Cracks in the growth of China

21 Feb

China’s growth has been exponential with some incredible figures that are written about, for example:

  • Houses prices in Haikou jumped 54% in 2010
  • GDP increased 8.9% in the last quarter of 2011


But China’s success in sustainable terms is questioned as a result of three main problems. These problems can limit the driving force behind China’s growth and as a result possibly halt their progress as explained by Jonathan Fenby in his book ‘Tiger Head Snake Tails’.


One of the three main problems in China today is the influx of corruption on the economy. Only in 2012 Lai Changxing, an illiterate peasant-turned-billionaire was found out to have smuggled $4.3bn through a complex weave of bribery and corruption. The corruption is now so sophisticated that instead of cash bribes, which are easily traceable it is common for businessmen to buy paintings and give them to cadres and then the cadres put the paintings in auctions and anonymous agents bid up the price so they receive clean cash. Spending on cars for government officials was more than 150bn yuan in 2012 alone. The corruption present in China not only deters investment from foreign countries but also reduces the spread of wealth amongst China’s poorest.

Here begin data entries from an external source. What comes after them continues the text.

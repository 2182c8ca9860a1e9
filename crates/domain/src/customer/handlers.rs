//! Handlers reacting to customer events.

use event_dispatcher::{Event, EventHandler, HandlerError};

use super::CustomerEvent;

/// Logs the first message for every created customer.
#[derive(Debug, Default)]
pub struct SendFirstConsoleLogWhenCustomerIsCreatedHandler;

impl EventHandler<CustomerEvent> for SendFirstConsoleLogWhenCustomerIsCreatedHandler {
    fn name(&self) -> &'static str {
        "SendFirstConsoleLogWhenCustomerIsCreatedHandler"
    }

    fn handle(&self, event: &Event<CustomerEvent>) -> Result<(), HandlerError> {
        if let CustomerEvent::Created(data) = event.payload() {
            tracing::info!(customer_id = %data.id, "first log for CustomerCreated event");
        }
        Ok(())
    }
}

/// Logs the second message for every created customer.
#[derive(Debug, Default)]
pub struct SendSecondConsoleLogWhenCustomerIsCreatedHandler;

impl EventHandler<CustomerEvent> for SendSecondConsoleLogWhenCustomerIsCreatedHandler {
    fn name(&self) -> &'static str {
        "SendSecondConsoleLogWhenCustomerIsCreatedHandler"
    }

    fn handle(&self, event: &Event<CustomerEvent>) -> Result<(), HandlerError> {
        if let CustomerEvent::Created(data) = event.payload() {
            tracing::info!(customer_id = %data.id, "second log for CustomerCreated event");
        }
        Ok(())
    }
}

/// Logs a customer's new address.
#[derive(Debug, Default)]
pub struct SendConsoleLogWhenCustomerChangedAddressHandler;

impl EventHandler<CustomerEvent> for SendConsoleLogWhenCustomerChangedAddressHandler {
    fn name(&self) -> &'static str {
        "SendConsoleLogWhenCustomerChangedAddressHandler"
    }

    fn handle(&self, event: &Event<CustomerEvent>) -> Result<(), HandlerError> {
        let CustomerEvent::ChangedAddress(customer) = event.payload() else {
            return Ok(());
        };

        let address = customer
            .address()
            .ok_or_else(|| format!("customer {} changed address but has none", customer.id()))?;

        tracing::info!(
            customer_id = %customer.id(),
            customer_name = customer.name(),
            %address,
            occurred_at = %event.timestamp(),
            "customer address changed"
        );
        Ok(())
    }
}

#[cfg(test)]
mod tests {
    use super::*;
    use crate::customer::{Address, Customer};

    #[test]
    fn test_created_handlers_accept_created_event() {
        let event = Customer::new("1", "Customer 1").unwrap().created_event();
        assert!(
            SendFirstConsoleLogWhenCustomerIsCreatedHandler
                .handle(&event)
                .is_ok()
        );
        assert!(
            SendSecondConsoleLogWhenCustomerIsCreatedHandler
                .handle(&event)
                .is_ok()
        );
    }

    #[test]
    fn test_changed_address_handler_accepts_changed_address_event() {
        let mut customer = Customer::new("1", "Customer 1").unwrap();
        let address = Address::new("Rua 1", 2, "ZipCode 3", "Cidade 4").unwrap();
        let event = customer.change_address(address);
        assert!(
            SendConsoleLogWhenCustomerChangedAddressHandler
                .handle(&event)
                .is_ok()
        );
    }

    #[test]
    fn test_changed_address_handler_rejects_snapshot_without_address() {
        let customer = Customer::new("1", "Customer 1").unwrap();
        let event = Event::new(CustomerEvent::ChangedAddress(customer));
        let err = SendConsoleLogWhenCustomerChangedAddressHandler
            .handle(&event)
            .unwrap_err();
        assert!(err.to_string().contains("has none"));
    }

    #[test]
    fn test_handlers_ignore_other_kinds() {
        let event = Customer::new("1", "Customer 1").unwrap().created_event();
        assert!(
            SendConsoleLogWhenCustomerChangedAddressHandler
                .handle(&event)
                .is_ok()
        );
    }
}
//! Order line items.

use common::EntityId;
use serde::{Deserialize, Serialize};

use super::OrderError;
use crate::money::Money;

/// An item in an order.
#[derive(Debug, Clone, PartialEq, Eq, Serialize, Deserialize)]
pub struct OrderItem {
    id: EntityId,
    name: String,
    price: Money,
    product_id: EntityId,
    quantity: u32,
}

impl OrderItem {
    /// Creates a new order item.
    pub fn new(
        id: impl Into<EntityId>,
        name: impl Into<String>,
        price: Money,
        product_id: impl Into<EntityId>,
        quantity: u32,
    ) -> Result<Self, OrderError> {
        let item = Self {
            id: id.into(),
            name: name.into(),
            price,
            product_id: product_id.into(),
            quantity,
        };

        if item.id.is_blank() {
            return Err(OrderError::InvalidItem { field: "id" });
        }
        if item.name.trim().is_empty() {
            return Err(OrderError::InvalidItem { field: "name" });
        }
        if item.product_id.is_blank() {
            return Err(OrderError::InvalidItem {
                field: "product_id",
            });
        }
        if item.quantity == 0 {
            return Err(OrderError::InvalidQuantity { quantity: 0 });
        }
        if item.price.is_negative() {
            return Err(OrderError::InvalidPrice {
                price: item.price.cents(),
            });
        }
        if item.price.checked_multiply(item.quantity).is_none() {
            return Err(OrderError::TotalOverflow {
                context: format!("item {} ({} x {})", item.id, item.price, item.quantity),
            });
        }
        Ok(item)
    }

    pub fn id(&self) -> &EntityId {
        &self.id
    }

    pub fn name(&self) -> &str {
        &self.name
    }

    /// Unit price.
    pub fn price(&self) -> Money {
        self.price
    }

    pub fn product_id(&self) -> &EntityId {
        &self.product_id
    }

    pub fn quantity(&self) -> u32 {
        self.quantity
    }

    /// Returns the total price for this item (quantity * price).
    ///
    /// `new` rejects items whose total overflows.
    pub fn total(&self) -> Money {
        self.price.multiply(self.quantity)
    }
}
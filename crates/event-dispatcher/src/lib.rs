//! In-process domain event dispatching.
//!
//! This crate provides the publish/subscribe core of the shop:
//! - [`Event`] envelope carrying a timestamp and an immutable payload
//! - [`DomainEvent`] trait giving every payload a stable kind discriminator
//! - [`EventHandler`] contract implemented by side-effect handlers
//! - [`EventDispatcher`] registry routing events to handlers in registration order

pub mod dispatcher;
pub mod error;
pub mod event;
pub mod handler;

pub use dispatcher::{DeliveryPolicy, EventDispatcher};
pub use error::{DispatchError, HandlerFailure, InvalidDeliveryPolicy, Result};
pub use event::{DomainEvent, Event, EventId};
pub use handler::{EventHandler, HandlerError, HandlerRef, same_handler};
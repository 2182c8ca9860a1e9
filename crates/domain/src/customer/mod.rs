//! Customer entity, its address, events and handlers.

mod address;
mod entity;
mod events;
mod handlers;
mod service;

pub use address::Address;
pub use entity::Customer;
pub use events::{CustomerCreatedData, CustomerEvent};
pub use handlers::{
    SendConsoleLogWhenCustomerChangedAddressHandler,
    SendFirstConsoleLogWhenCustomerIsCreatedHandler,
    SendSecondConsoleLogWhenCustomerIsCreatedHandler,
};
pub use service::CustomerService;

use thiserror::Error;

use crate::repository::Repository;

/// Errors that can occur during customer operations.
#[derive(Debug, Error, PartialEq, Eq)]
pub enum CustomerError {
    /// Customer ID is required.
    #[error("Id is required")]
    IdRequired,

    /// Customer name is required.
    #[error("Name is required")]
    NameRequired,

    /// An address field is empty or invalid.
    #[error("Address {field} is required")]
    InvalidAddress { field: &'static str },

    /// Only customers with an address can be activated.
    #[error("Address is mandatory to activate a customer")]
    AddressRequired,
}

/// Persistence for customers.
pub trait CustomerRepository: Repository<Customer> {}

impl<T: Repository<Customer> + ?Sized> CustomerRepository for T {}
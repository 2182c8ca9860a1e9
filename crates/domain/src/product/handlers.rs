//! Handlers reacting to product events.

use event_dispatcher::{Event, EventHandler, HandlerError};

use super::ProductEvent;

/// Announces a new product by email.
///
/// Delivery is simulated: the message is written to the log.
#[derive(Debug, Default)]
pub struct SendEmailWhenProductIsCreatedHandler;

impl EventHandler<ProductEvent> for SendEmailWhenProductIsCreatedHandler {
    fn name(&self) -> &'static str {
        "SendEmailWhenProductIsCreatedHandler"
    }

    fn handle(&self, event: &Event<ProductEvent>) -> Result<(), HandlerError> {
        let ProductEvent::Created(product) = event.payload();
        tracing::info!(
            product_id = %product.id(),
            product_name = product.name(),
            price = %product.price(),
            "sending email: product created"
        );
        Ok(())
    }
}
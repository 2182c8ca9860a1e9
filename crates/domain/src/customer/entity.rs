//! Customer entity.

use common::EntityId;
use event_dispatcher::Event;
use serde::{Deserialize, Serialize};

use super::{Address, CustomerCreatedData, CustomerError, CustomerEvent};

/// A customer of the shop.
///
/// State changes that other parts of the system care about return the
/// [`Event`] describing them, built from the customer's state after the change.
#[derive(Debug, Clone, PartialEq, Eq, Serialize, Deserialize)]
pub struct Customer {
    id: EntityId,
    name: String,
    address: Option<Address>,
    active: bool,
    reward_points: u64,
}

impl Customer {
    /// Creates an inactive customer without an address.
    pub fn new(id: impl Into<EntityId>, name: impl Into<String>) -> Result<Self, CustomerError> {
        Self::restore(id, name, None, false, 0)
    }

    /// Rebuilds a customer from stored state.
    pub fn restore(
        id: impl Into<EntityId>,
        name: impl Into<String>,
        address: Option<Address>,
        active: bool,
        reward_points: u64,
    ) -> Result<Self, CustomerError> {
        let customer = Self {
            id: id.into(),
            name: name.into(),
            address,
            active,
            reward_points,
        };
        customer.validate()?;
        Ok(customer)
    }

    fn validate(&self) -> Result<(), CustomerError> {
        if self.id.is_blank() {
            return Err(CustomerError::IdRequired);
        }
        if self.name.trim().is_empty() {
            return Err(CustomerError::NameRequired);
        }
        if self.active && self.address.is_none() {
            return Err(CustomerError::AddressRequired);
        }
        Ok(())
    }

    /// Returns the event announcing this customer's creation.
    pub fn created_event(&self) -> Event<CustomerEvent> {
        Event::new(CustomerEvent::Created(CustomerCreatedData {
            id: self.id.clone(),
            name: self.name.clone(),
        }))
    }
}

// Query methods
impl Customer {
    pub fn id(&self) -> &EntityId {
        &self.id
    }

    pub fn name(&self) -> &str {
        &self.name
    }

    pub fn address(&self) -> Option<&Address> {
        self.address.as_ref()
    }

    pub fn is_active(&self) -> bool {
        self.active
    }

    pub fn reward_points(&self) -> u64 {
        self.reward_points
    }
}

// Command methods
impl Customer {
    /// Renames the customer.
    pub fn change_name(&mut self, name: impl Into<String>) -> Result<(), CustomerError> {
        let name = name.into();
        if name.trim().is_empty() {
            return Err(CustomerError::NameRequired);
        }
        self.name = name;
        Ok(())
    }

    /// Moves the customer to a new address.
    ///
    /// The returned event carries a snapshot of the customer after the move.
    pub fn change_address(&mut self, address: Address) -> Event<CustomerEvent> {
        self.address = Some(address);
        Event::new(CustomerEvent::ChangedAddress(self.clone()))
    }

    /// Activates the customer. Requires an address.
    pub fn activate(&mut self) -> Result<(), CustomerError> {
        if self.address.is_none() {
            return Err(CustomerError::AddressRequired);
        }
        self.active = true;
        Ok(())
    }

    pub fn deactivate(&mut self) {
        self.active = false;
    }

    /// Adds reward points earned on an order, saturating at `u64::MAX`.
    pub fn add_reward_points(&mut self, points: u64) {
        self.reward_points = self.reward_points.saturating_add(points);
    }
}

#[cfg(test)]
mod tests {
    use super::*;

    fn address() -> Address {
        Address::new("Street 1", 1, "Zipcode 1", "City 1").unwrap()
    }

    #[test]
    fn test_new_customer_defaults() {
        let customer = Customer::new("123", "Customer 1").unwrap();
        assert_eq!(customer.id().as_str(), "123");
        assert_eq!(customer.name(), "Customer 1");
        assert!(customer.address().is_none());
        assert!(!customer.is_active());
        assert_eq!(customer.reward_points(), 0);
    }

    #[test]
    fn test_new_customer_requires_id_and_name() {
        assert_eq!(
            Customer::new("", "Customer 1"),
            Err(CustomerError::IdRequired)
        );
        assert_eq!(Customer::new("123", "  "), Err(CustomerError::NameRequired));
    }

    #[test]
    fn test_change_name() {
        let mut customer = Customer::new("123", "Customer 1").unwrap();
        customer.change_name("Jane").unwrap();
        assert_eq!(customer.name(), "Jane");
        assert_eq!(customer.change_name(""), Err(CustomerError::NameRequired));
        assert_eq!(customer.name(), "Jane");
    }

    #[test]
    fn test_activate_requires_address() {
        let mut customer = Customer::new("123", "Customer 1").unwrap();
        assert_eq!(customer.activate(), Err(CustomerError::AddressRequired));

        customer.change_address(address());
        customer.activate().unwrap();
        assert!(customer.is_active());

        customer.deactivate();
        assert!(!customer.is_active());
    }

    #[test]
    fn test_restore_rejects_active_without_address() {
        assert_eq!(
            Customer::restore("123", "Customer 1", None, true, 0),
            Err(CustomerError::AddressRequired)
        );
    }

    #[test]
    fn test_add_reward_points_accumulates() {
        let mut customer = Customer::new("123", "Customer 1").unwrap();
        customer.add_reward_points(10);
        customer.add_reward_points(10);
        assert_eq!(customer.reward_points(), 20);
    }

    #[test]
    fn test_add_reward_points_saturates() {
        let mut customer = Customer::new("1", "Customer 1").unwrap();
        customer.add_reward_points(u64::MAX - 1);
        customer.add_reward_points(10);
        assert_eq!(customer.reward_points(), u64::MAX);
    }

    #[test]
    fn test_created_event_carries_id_and_name() {
        let customer = Customer::new("4321ABCD", "Customer 1").unwrap();
        let event = customer.created_event();

        assert_eq!(event.kind(), CustomerEvent::CREATED);
        match event.payload() {
            CustomerEvent::Created(data) => {
                assert_eq!(data.id.as_str(), "4321ABCD");
                assert_eq!(data.name, "Customer 1");
            }
            other => panic!("unexpected payload: {other:?}"),
        }
    }

    #[test]
    fn test_change_address_event_reflects_new_state() {
        let mut customer = Customer::new("4321ABCD", "Customer 1").unwrap();
        let new_address = Address::new("Rua 1", 2, "ZipCode 3", "Cidade 4").unwrap();

        let event = customer.change_address(new_address.clone());

        assert_eq!(event.kind(), CustomerEvent::CHANGED_ADDRESS);
        assert_eq!(customer.address(), Some(&new_address));
        match event.payload() {
            CustomerEvent::ChangedAddress(snapshot) => assert_eq!(snapshot, &customer),
            other => panic!("unexpected payload: {other:?}"),
        }
    }

    #[test]
    fn test_event_snapshot_is_not_affected_by_later_changes() {
        let mut customer = Customer::new("4321ABCD", "Customer 1").unwrap();
        let event = customer.change_address(address());

        customer.change_name("Renamed").unwrap();

        match event.payload() {
            CustomerEvent::ChangedAddress(snapshot) => assert_eq!(snapshot.name(), "Customer 1"),
            other => panic!("unexpected payload: {other:?}"),
        }
    }
}
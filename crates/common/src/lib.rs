//! Shared types for the shop domain.

mod types;

pub use types::EntityId;
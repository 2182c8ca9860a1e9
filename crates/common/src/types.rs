use serde::{Deserialize, Serialize};
use uuid::Uuid;

/// Identifier shared by customers, products, orders and order items.
///
/// Identifiers are opaque strings so that externally assigned keys
/// (`"123"`, `"SKU-001"`) and generated UUIDs live side by side.
#[derive(Debug, Clone, PartialEq, Eq, PartialOrd, Ord, Hash, Serialize, Deserialize)]
#[serde(transparent)]
pub struct EntityId(String);

impl EntityId {
    /// Creates an identifier from an existing value.
    pub fn new(id: impl Into<String>) -> Self {
        Self(id.into())
    }

    /// Generates a new random identifier backed by a UUID v4.
    pub fn generate() -> Self {
        Self(Uuid::new_v4().to_string())
    }

    /// Returns the identifier as a string slice.
    pub fn as_str(&self) -> &str {
        &self.0
    }

    /// Returns true if the identifier is empty or whitespace only.
    pub fn is_blank(&self) -> bool {
        self.0.trim().is_empty()
    }
}

impl std::fmt::Display for EntityId {
    fn fmt(&self, f: &mut std::fmt::Formatter<'_>) -> std::fmt::Result {
        write!(f, "{}", self.0)
    }
}

impl From<String> for EntityId {
    fn from(s: String) -> Self {
        Self(s)
    }
}

impl From<&str> for EntityId {
    fn from(s: &str) -> Self {
        Self(s.to_string())
    }
}

impl From<Uuid> for EntityId {
    fn from(uuid: Uuid) -> Self {
        Self(uuid.to_string())
    }
}

impl AsRef<str> for EntityId {
    fn as_ref(&self) -> &str {
        &self.0
    }
}

#[cfg(test)]
mod tests {
    use super::*;

    #[test]
    fn entity_id_generate_creates_unique_ids() {
        let id1 = EntityId::generate();
        let id2 = EntityId::generate();
        assert_ne!(id1, id2);
        assert!(Uuid::parse_str(id1.as_str()).is_ok());
    }

    #[test]
    fn entity_id_preserves_assigned_value() {
        let id: EntityId = "123".into();
        assert_eq!(id.as_str(), "123");
        assert_eq!(id.to_string(), "123");
    }

    #[test]
    fn entity_id_blank_detection() {
        assert!(EntityId::new("").is_blank());
        assert!(EntityId::new("   ").is_blank());
        assert!(!EntityId::new("abc").is_blank());
    }

    #[test]
    fn entity_id_serializes_as_plain_string() {
        let id = EntityId::new("4321ABCD");
        let json = serde_json::to_string(&id).unwrap();
        assert_eq!(json, "\"4321ABCD\"");
        let deserialized: EntityId = serde_json::from_str(&json).unwrap();
        assert_eq!(id, deserialized);
    }
}
//! Money value object.

use serde::{Deserialize, Serialize};

/// Money amount represented in cents to avoid floating point issues.
#[derive(Debug, Clone, Copy, PartialEq, Eq, PartialOrd, Ord, Hash, Serialize, Deserialize)]
#[serde(transparent)]
pub struct Money {
    /// Amount in cents (e.g., 1000 = $10.00)
    cents: i64,
}

impl Money {
    /// Creates a new Money amount from cents.
    pub fn from_cents(cents: i64) -> Self {
        Self { cents }
    }

    /// Creates a new Money amount from a dollar value.
    pub fn from_dollars(dollars: i64) -> Self {
        Self {
            cents: dollars * 100,
        }
    }

    /// Returns zero money.
    pub fn zero() -> Self {
        Self { cents: 0 }
    }

    /// Returns the amount in cents.
    pub fn cents(&self) -> i64 {
        self.cents
    }

    /// Returns the dollar portion (whole number).
    pub fn dollars(&self) -> i64 {
        self.cents / 100
    }

    /// Returns the cents portion (remainder after dollars).
    pub fn cents_part(&self) -> i64 {
        self.cents.abs() % 100
    }

    /// Returns true if the amount is negative.
    pub fn is_negative(&self) -> bool {
        self.cents < 0
    }

    /// Multiplies by a quantity.
    ///
    /// Overflows like `i64`; use [`Money::checked_multiply`] for unchecked input.
    pub fn multiply(&self, quantity: u32) -> Money {
        Money {
            cents: self.cents * i64::from(quantity),
        }
    }

    /// Multiplies by a quantity, returning `None` on overflow.
    pub fn checked_multiply(&self, quantity: u32) -> Option<Money> {
        self.cents
            .checked_mul(i64::from(quantity))
            .map(Money::from_cents)
    }

    /// Adds two amounts, returning `None` on overflow.
    pub fn checked_add(&self, rhs: Money) -> Option<Money> {
        self.cents.checked_add(rhs.cents).map(Money::from_cents)
    }
}

impl Default for Money {
    fn default() -> Self {
        Self::zero()
    }
}

impl std::fmt::Display for Money {
    fn fmt(&self, f: &mut std::fmt::Formatter<'_>) -> std::fmt::Result {
        if self.cents < 0 {
            write!(f, "-${}.{:02}", self.dollars().abs(), self.cents_part())
        } else {
            write!(f, "${}.{:02}", self.dollars(), self.cents_part())
        }
    }
}

impl std::ops::Add for Money {
    type Output = Money;

    fn add(self, rhs: Self) -> Self::Output {
        Money {
            cents: self.cents + rhs.cents,
        }
    }
}

impl std::ops::AddAssign for Money {
    fn add_assign(&mut self, rhs: Self) {
        self.cents += rhs.cents;
    }
}

impl std::iter::Sum for Money {
    fn sum<I: Iterator<Item = Money>>(iter: I) -> Self {
        iter.fold(Money::zero(), |acc, m| acc + m)
    }
}

#[cfg(test)]
mod tests {
    use super::*;

    #[test]
    fn test_money_from_cents() {
        let money = Money::from_cents(1234);
        assert_eq!(money.cents(), 1234);
        assert_eq!(money.dollars(), 12);
        assert_eq!(money.cents_part(), 34);
    }

    #[test]
    fn test_money_from_dollars() {
        assert_eq!(Money::from_dollars(50).cents(), 5000);
    }

    #[test]
    fn test_money_display() {
        assert_eq!(Money::from_cents(1234).to_string(), "$12.34");
        assert_eq!(Money::from_cents(5).to_string(), "$0.05");
        assert_eq!(Money::from_cents(-1234).to_string(), "-$12.34");
    }

    #[test]
    fn test_money_multiply_and_sum() {
        let total: Money = [Money::from_dollars(10).multiply(2), Money::from_dollars(50)]
            .into_iter()
            .sum();
        assert_eq!(total, Money::from_dollars(70));
    }

    #[test]
    fn test_money_checked_arithmetic() {
        assert_eq!(
            Money::from_cents(250).checked_multiply(4),
            Some(Money::from_dollars(10))
        );
        assert_eq!(Money::from_cents(i64::MAX / 2 + 1).checked_multiply(2), None);
        assert_eq!(
            Money::from_cents(i64::MAX).checked_add(Money::from_cents(1)),
            None
        );
        assert_eq!(
            Money::from_cents(1).checked_add(Money::from_cents(2)),
            Some(Money::from_cents(3))
        );
    }

    #[test]
    fn test_money_add_assign() {
        let mut money = Money::from_cents(100);
        money += Money::from_cents(50);
        assert_eq!(money.cents(), 150);
    }

    #[test]
    fn test_money_serializes_as_cents() {
        let json = serde_json::to_string(&Money::from_cents(999)).unwrap();
        assert_eq!(json, "999");
    }
}
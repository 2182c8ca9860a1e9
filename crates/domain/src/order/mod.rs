//! Order entity and its items.

mod entity;
mod item;

pub use entity::Order;
pub use item::OrderItem;

use common::EntityId;
use thiserror::Error;

use crate::repository::Repository;

/// Errors that can occur during order operations.
#[derive(Debug, Error, PartialEq, Eq)]
pub enum OrderError {
    /// Order ID is required.
    #[error("Id is required")]
    IdRequired,

    /// Customer ID is required.
    #[error("CustomerId is required")]
    CustomerIdRequired,

    /// Order has no items.
    #[error("Items are required")]
    NoItems,

    /// Invalid quantity.
    #[error("Invalid quantity: {quantity} (must be greater than 0)")]
    InvalidQuantity { quantity: u32 },

    /// Item ID, name or product ID missing.
    #[error("Item {field} is required")]
    InvalidItem { field: &'static str },

    /// Price must not be negative.
    #[error("Invalid price: {price} (must not be negative)")]
    InvalidPrice { price: i64 },

    /// A line or order total does not fit in `Money`.
    #[error("Total overflows: {context}")]
    TotalOverflow { context: String },

    /// Two items share the same ID.
    #[error("Duplicate item: {item_id}")]
    DuplicateItem { item_id: EntityId },
}

/// Persistence for orders.
///
/// Updating an order replaces its whole item set.
pub trait OrderRepository: Repository<Order> {}

impl<T: Repository<Order> + ?Sized> OrderRepository for T {}
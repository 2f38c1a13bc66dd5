//! Output records produced by the collector.

use chrono::{DateTime, Utc};
use serde::Serialize;

use crate::collector::host::HostTags;
use crate::namespace::MetricIdentifier;

/// One measured value, stamped and tagged at collection time.
#[derive(Debug, Clone, PartialEq, Serialize)]
pub struct MetricSample {
    pub identifier: MetricIdentifier,
    pub value: f64,
    pub timestamp: DateTime<Utc>,
    /// Empty when host metadata could not be gathered.
    pub tags: HostTags,
}
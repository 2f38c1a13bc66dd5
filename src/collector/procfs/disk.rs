//! Storage domain: per-device utilization and saturation from `/proc/diskstats`.

use std::path::{Path, PathBuf};

use tracing::debug;

use crate::collector::error::CollectError;
use crate::collector::procfs::parser::{DiskCounters, find_disk_counters};
use crate::collector::procfs::sample::{SAMPLE_INTERVAL, SampleWindow, sample_twice};
use crate::collector::reader::read_lines;
use crate::collector::traits::FileSystem;

/// Divides busy milliseconds gained over one [`SAMPLE_INTERVAL`] into a percentage.
///
/// Coupled to `SAMPLE_INTERVAL` (10 ms); change both together.
pub const UTILIZATION_DIVISOR: f64 = 10.0;

/// 10 ms * 10 ticks.
pub const SATURATION_DIVISOR: f64 = 100.0;

/// Which diskstats counter a read extracts.
#[derive(Debug, Clone, Copy, PartialEq, Eq)]
pub enum DiskCounter {
    /// Field 12: time spent doing I/Os (ms).
    IoTime,
    /// Field 13: weighted time spent doing I/Os (ms).
    WeightedIoTime,
}

impl DiskCounter {
    fn pick(self, counters: DiskCounters) -> u64 {
        match self {
            DiskCounter::IoTime => counters.io_time,
            DiskCounter::WeightedIoTime => counters.io_weighted_time,
        }
    }
}

/// Single-use calculator bound to one block device.
pub struct DiskStat<'a, F: FileSystem + ?Sized> {
    fs: &'a F,
    device: String,
    diskstats_path: PathBuf,
}

impl<'a, F: FileSystem + ?Sized> DiskStat<'a, F> {
    pub fn new(fs: &'a F, device: impl Into<String>, diskstats_path: impl Into<PathBuf>) -> Self {
        Self {
            fs,
            device: device.into(),
            diskstats_path: diskstats_path.into(),
        }
    }

    /// Busy time gained across a [`SAMPLE_INTERVAL`] window, as a percentage.
    pub fn utilization(self) -> Result<f64, CollectError> {
        let window = sample_twice(Some(SAMPLE_INTERVAL), || {
            read_disk_counter(self.fs, &self.diskstats_path, &self.device, DiskCounter::IoTime)
        })?;
        let value = delta(&window) / UTILIZATION_DIVISOR;
        debug!("disk {} utilization {:.2} ({:?})", self.device, value, window);
        Ok(value)
    }

    /// Weighted I/O time gained between two back-to-back reads.
    ///
    /// No pause separates the reads, so on a live system this is close to zero.
    pub fn saturation(self) -> Result<f64, CollectError> {
        let window = sample_twice(None, || {
            read_disk_counter(
                self.fs,
                &self.diskstats_path,
                &self.device,
                DiskCounter::WeightedIoTime,
            )
        })?;
        let value = delta(&window) / SATURATION_DIVISOR;
        debug!("disk {} saturation {:.2} ({:?})", self.device, value, window);
        Ok(value)
    }
}

fn delta(window: &SampleWindow<u64>) -> f64 {
    window.current as f64 - window.last as f64
}

/// Reads one counter of `device` from the diskstats file.
pub fn read_disk_counter<F: FileSystem + ?Sized>(
    fs: &F,
    diskstats_path: &Path,
    device: &str,
    counter: DiskCounter,
) -> Result<u64, CollectError> {
    if device.is_empty() {
        return Err(CollectError::parse("empty device name"));
    }

    let lines = read_lines(fs, diskstats_path)?;
    let counters = find_disk_counters(&lines, device)
        .map_err(|e| CollectError::Parse(e.message))?
        .ok_or_else(|| CollectError::DeviceNotFound(device.to_string()))?;
    Ok(counter.pick(counters))
}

The second problem is environmental damage. In 2009 a third of China’s 113 cities failed to meet the national air standards and 16 of the world’s 20 worst air polluted cities are in China, 3000 tons of waste is produced daily in Chongqing and is being tipped into a landfill that is quickly filling up. Without regulations and the officials calculating the correct level of pollution as the country grows the problem with exacerbate. The wealth of resources that are needed to continue the growth in China along with the residents of the polluted cities are being used inefficiently and so may not be as productive in the future.


The third being the demographics of the country. As a result of the one child policy and the increased life expectancy those in the older generation heavily weight the demographics of China. As a result less people are going into the labour force and those who are have many relatives to support in their old age. Currently there are a million more men in China who can’t marry because of the lack of young women and so they will not produce children. Therefore the population will continue to decrease.


It will be interesting to see how China deals with these problems in the future in order to maintain success.


Business Insider:


BBC News:


NY Times:


One Response to “Cracks in the growth of China”

  1. de1g11 February 22, 2013 at 3:23 pm #

    The issues raised are important and will require a dedicated response in order to prevent further harm to China. However as shown by the one child policy China is capable of planning ahead to prevent a major crisis. Combined with the governments ability to strong arm policies through the chinese nation will ready themselves before any major issues occur.